GLUMOV: What do you mean?

KAMMERER: You see, we’ve no authority in their eyes. Now we have to get used to a totally new situation. We’re not the ones who set the time for talks or the topic… We’ve lost control over events. The situation is unheard of! Here on Earth, among us, is a force — not just a force, a megaforce! And we don’t know anything about it. Rather, we knew only what we’re permitted to know, and that, you must agree; is almost worse than total ignorance. Not very cozy, eh? Well, I can’t say anything bad about these Ludens, but I don’t know anything good about them either!

(Pause)

KAMMERER: They know everything about us and we know nothing about them. It’s humiliating. Every one of us privy to the situation feels humiliated… Now we have to expose two members of the World Council to keep mentoscopy — only to restore the conversation at the historic meeting at Leonid’s House… And you realize of course that neither the members of the Council nor we want this mentoscopy. It humiliates us all, but what can we do. Even though the chances of success, as you yourself must know, are less than problematic —

GLUMOV: But you have your own agents among them!

KAMMERER: Not among, near them. Among is simply a pipe dream. Mast likely unattainable… Which of them would want to help us? What for? What do they care about us? Eh? Toivo!

(Long pause)

GLUMOV: No. Maxim. I don’t want to. I understand, but I don’t want to!

KAMMERER: Afraid?

GLUMOV: I don’t know. I just don’t want to. I’m a human, and I don’t want to be anything else. I don’t want to look down at you I don’t want people I respect and love to seem like children to me. I know that you’re hoping that the human will remain in me… Maybe you even have reason for hoping. But I don’t want to take the risk. I don’t.

(Pause)

KAMMERER: Well… in the final analysis, that’s even commendable.

[End of Document 23.]

I was certain of success. I was wrong.

I didn’t know you well enough, Toivo Glumov, my boy. You seemed harder, more protected, more fanatical,. if you will.

And finally, a few words about the real goal of my memoir.

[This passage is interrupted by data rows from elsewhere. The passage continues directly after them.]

//! Fast-marching inpainting (Telea).
//!
//! Masked pixels are filled in order of their distance from the mask
//! boundary. The distance field `T` is advanced with a fast-marching
//! solve of `|grad T| = 1`; each newly reached pixel takes a weighted
//! average of already known pixels within `radius`, favouring pixels
//! that are close, lie along the marching direction, and sit on a
//! similar level set.

use std::cmp::Ordering;
use std::collections::BinaryHeap;

use image::{GrayImage, RgbImage};

#[derive(Debug, Clone, Copy, PartialEq, Eq)]
enum Flag {
    Known,
    Band,
    Inside,
}

/// Heap entry ordered so the smallest arrival time pops first.
#[derive(Debug, Clone, Copy)]
struct Front {
    t: f32,
    index: usize,
}

impl PartialEq for Front {
    fn eq(&self, other: &Self) -> bool {
        self.cmp(other) == Ordering::Equal
    }
}

impl Eq for Front {}

impl PartialOrd for Front {
    fn partial_cmp(&self, other: &Self) -> Option<Ordering> {
        Some(self.cmp(other))
    }
}

impl Ord for Front {
    fn cmp(&self, other: &Self) -> Ordering {
        other
            .t
            .total_cmp(&self.t)
            .then_with(|| other.index.cmp(&self.index))
    }
}

struct Field {
    width: usize,
    height: usize,
    flags: Vec<Flag>,
    t: Vec<f32>,
}

impl Field {
    fn neighbor(&self, index: usize, dx: i64, dy: i64) -> Option<usize> {
        #[allow(clippy::cast_possible_wrap)]
        let (x, y) = ((index % self.width) as i64 + dx, (index / self.width) as i64 + dy);
        #[allow(clippy::cast_possible_wrap)]
        let inside = x >= 0 && y >= 0 && x < self.width as i64 && y < self.height as i64;
        #[allow(clippy::cast_sign_loss, clippy::cast_possible_truncation)]
        inside.then(|| y as usize * self.width + x as usize)
    }

    /// Arrival time usable for the eikonal solve.
    fn settled(&self, index: Option<usize>) -> Option<f32> {
        index.filter(|&i| self.flags[i] != Flag::Inside).map(|i| self.t[i])
    }

    /// Upwind solve from one vertical and one horizontal neighbor.
    fn solve(&self, a: Option<usize>, b: Option<usize>) -> f32 {
        match (self.settled(a), self.settled(b)) {
            (Some(t1), Some(t2)) => {
                let disc = 2.0 - (t1 - t2) * (t1 - t2);
                if disc < 0.0 {
                    return 1.0 + t1.min(t2);
                }
                let r = disc.sqrt();
                let s = (t1 + t2 - r) / 2.0;
                if s >= t1 && s >= t2 {
                    s
                } else if s + r >= t1 && s + r >= t2 {
                    s + r
                } else {
                    1.0 + t1.min(t2)
                }
            }
            (Some(t), None) | (None, Some(t)) => 1.0 + t,
            (None, None) => f32::INFINITY,
        }
    }

    fn arrival_time(&self, index: usize) -> f32 {
        let up = self.neighbor(index, 0, -1);
        let down = self.neighbor(index, 0, 1);
        let left = self.neighbor(index, -1, 0);
        let right = self.neighbor(index, 1, 0);
        [
            self.solve(up, left),
            self.solve(down, left),
            self.solve(up, right),
            self.solve(down, right),
        ]
        .into_iter()
        .fold(f32::INFINITY, f32::min)
    }

    /// Central-difference gradient of `T`, one-sided where a neighbor
    /// is still unknown.
    fn gradient(&self, index: usize) -> (f32, f32) {
        let axis = |minus: Option<usize>, plus: Option<usize>| {
            let here = self.t[index];
            match (self.settled(minus), self.settled(plus)) {
                (Some(m), Some(p)) => (p - m) / 2.0,
                (Some(m), None) => here - m,
                (None, Some(p)) => p - here,
                (None, None) => 0.0,
            }
        };
        (
            axis(self.neighbor(index, -1, 0), self.neighbor(index, 1, 0)),
            axis(self.neighbor(index, 0, -1), self.neighbor(index, 0, 1)),
        )
    }
}

/// Fill every foreground pixel of `mask` from its surroundings.
///
/// Pixels outside the mask are copied unchanged. A mask without
/// foreground returns a copy of `image`.
#[must_use = "returns the inpainted image"]
#[allow(clippy::cast_possible_truncation, clippy::cast_sign_loss)]
pub fn inpaint_telea(image: &RgbImage, mask: &GrayImage, radius: f32) -> RgbImage {
    debug_assert_eq!(image.dimensions(), mask.dimensions());
    let (w, h) = image.dimensions();
    let (width, height) = (w as usize, h as usize);
    let mut out = image.clone();

    let flags: Vec<Flag> = mask
        .pixels()
        .map(|p| if p.0[0] > 0 { Flag::Inside } else { Flag::Known })
        .collect();
    if flags.iter().all(|&f| f == Flag::Known) {
        return out;
    }
    let t = flags
        .iter()
        .map(|&f| if f == Flag::Inside { f32::INFINITY } else { 0.0 })
        .collect();
    let mut field = Field {
        width,
        height,
        flags,
        t,
    };

    // Known pixels touching the mask form the initial front.
    let mut heap = BinaryHeap::new();
    for index in 0..width * height {
        if field.flags[index] != Flag::Known {
            continue;
        }
        let touches = [(0, -1), (0, 1), (-1, 0), (1, 0)].iter().any(|&(dx, dy)| {
            field
                .neighbor(index, dx, dy)
                .is_some_and(|n| field.flags[n] == Flag::Inside)
        });
        if touches {
            field.flags[index] = Flag::Band;
            heap.push(Front { t: 0.0, index });
        }
    }

    let reach = radius.max(1.0).ceil() as i64;
    while let Some(Front { index, .. }) = heap.pop() {
        if field.flags[index] == Flag::Known {
            continue;
        }
        field.flags[index] = Flag::Known;

        for (dx, dy) in [(0, -1), (0, 1), (-1, 0), (1, 0)] {
            let Some(n) = field.neighbor(index, dx, dy) else {
                continue;
            };
            if field.flags[n] != Flag::Inside {
                continue;
            }
            let arrival = field.arrival_time(n);
            field.t[n] = arrival;
            let color = fill_pixel(&field, &out, n, reach, radius);
            out.put_pixel((n % width) as u32, (n / width) as u32, image::Rgb(color));
            field.flags[n] = Flag::Band;
            heap.push(Front { t: arrival, index: n });
        }
    }

    out
}

/// Weighted average of settled pixels around `index`.
#[allow(
    clippy::cast_possible_truncation,
    clippy::cast_sign_loss,
    clippy::cast_possible_wrap,
    clippy::cast_precision_loss
)]
fn fill_pixel(field: &Field, image: &RgbImage, index: usize, reach: i64, radius: f32) -> [u8; 3] {
    let (gx, gy) = field.gradient(index);
    let t_here = field.t[index];
    let mut sum = [0.0f32; 3];
    let mut total = 0.0f32;

    for dy in -reach..=reach {
        for dx in -reach..=reach {
            if dx == 0 && dy == 0 {
                continue;
            }
            let Some(k) = field.neighbor(index, dx, dy) else {
                continue;
            };
            if field.flags[k] == Flag::Inside {
                continue;
            }
            // Vector from the sample towards the pixel being filled.
            let (rx, ry) = (-dx as f32, -dy as f32);
            let len2 = rx.mul_add(rx, ry * ry);
            if len2 > radius * radius {
                continue;
            }
            let len = len2.sqrt();
            let mut dir = (rx * gx + ry * gy) / len;
            if dir.abs() <= 0.01 {
                dir = 1e-6;
            }
            let dst = 1.0 / len2;
            let lev = 1.0 / (1.0 + (field.t[k] - t_here).abs());
            let weight = (dir * dst * lev).abs();
            let pixel = image.get_pixel((k % field.width) as u32, (k / field.width) as u32);
            for (acc, &v) in sum.iter_mut().zip(pixel.0.iter()) {
                *acc += weight * f32::from(v);
            }
            total += weight;
        }
    }

    if total <= 0.0 {
        return image
            .get_pixel((index % field.width) as u32, (index / field.width) as u32)
            .0;
    }
    sum.map(|s| (s / total).round().clamp(0.0, 255.0) as u8)
}

#[cfg(test)]
mod tests {
    use super::*;

    fn disk_mask(w: u32, h: u32, cx: i64, cy: i64, r: i64) -> GrayImage {
        GrayImage::from_fn(w, h, |x, y| {
            let (dx, dy) = (i64::from(x) - cx, i64::from(y) - cy);
            image::Luma([if dx * dx + dy * dy <= r * r { 255 } else { 0 }])
        })
    }

    #[test]
    fn empty_mask_is_identity() {
        let img = RgbImage::from_fn(10, 10, |x, y| image::Rgb([x as u8 * 10, y as u8 * 10, 7]));
        assert_eq!(inpaint_telea(&img, &GrayImage::new(10, 10), 3.0), img);
    }

    #[test]
    fn uniform_surroundings_fill_uniformly() {
        let mut img = RgbImage::from_pixel(30, 30, image::Rgb([180, 140, 120]));
        let mask = disk_mask(30, 30, 15, 15, 4);
        for (x, y, p) in mask.enumerate_pixels() {
            if p.0[0] > 0 {
                img.put_pixel(x, y, image::Rgb([0, 0, 0]));
            }
        }
        let out = inpaint_telea(&img, &mask, 3.0);
        for pixel in out.pixels() {
            assert_eq!(pixel.0, [180, 140, 120]);
        }
    }

    #[test]
    fn pixels_outside_mask_untouched() {
        let img = RgbImage::from_fn(20, 20, |x, _| image::Rgb([x as u8 * 12, 50, 90]));
        let mask = disk_mask(20, 20, 10, 10, 3);
        let out = inpaint_telea(&img, &mask, 3.0);
        for (x, y, p) in mask.enumerate_pixels() {
            if p.0[0] == 0 {
                assert_eq!(out.get_pixel(x, y), img.get_pixel(x, y));
            }
        }
    }

    #[test]
    fn fill_stays_within_surrounding_range() {
        // Horizontal ramp with a dark vertical "hair" through it.
        let mut img = RgbImage::from_fn(40, 20, |x, _| image::Rgb([100 + x as u8 * 2, 120, 140]));
        let mut mask = GrayImage::new(40, 20);
        for y in 0..20 {
            for x in 19..22 {
                img.put_pixel(x, y, image::Rgb([10, 10, 10]));
                mask.put_pixel(x, y, image::Luma([255]));
            }
        }
        let out = inpaint_telea(&img, &mask, 3.0);
        for y in 0..20 {
            for x in 19..22 {
                let r = out.get_pixel(x, y).0[0];
                assert!((130..=150).contains(&r), "({x},{y}) red = {r}");
                assert_eq!(out.get_pixel(x, y).0[1], 120);
            }
        }
    }

    #[test]
    fn fully_masked_image_is_returned_unchanged() {
        let img = RgbImage::from_pixel(5, 5, image::Rgb([9, 9, 9]));
        let mask = GrayImage::from_pixel(5, 5, image::Luma([255]));
        assert_eq!(inpaint_telea(&img, &mask, 3.0), img);
    }
}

My reader familiar with the book “Five Biographies of the Century” will have guessed that the goal is to overturn the sensational hypothesis of P. Soroka and E. Braun, that Toivo Glumov, while still a Progressor on Giganda, fell into the field of vision of the Ludens and was recognized as one of their own. Allegedly, he was transformed by them, moved up to the appropriate level, and sent to me to COMCON-2 as a disinformer and misinterpreter. Allegedly, for five years he did nothing but heat up the atmosphere in COMCON against the Wanderers, interpreting every wrong step, every miscalculation, every careless act of the Ludens as a manifestation of the activity of the hated supercivilization. For five years he led us by the nose, the entire leadership of COMCON-2, and especially his chief and patron, Maxim Kammerer. And when the Ludens were exposed nevertheless, he played out one last tearjerker scene for the trusting Big Bug and dropped out of the game.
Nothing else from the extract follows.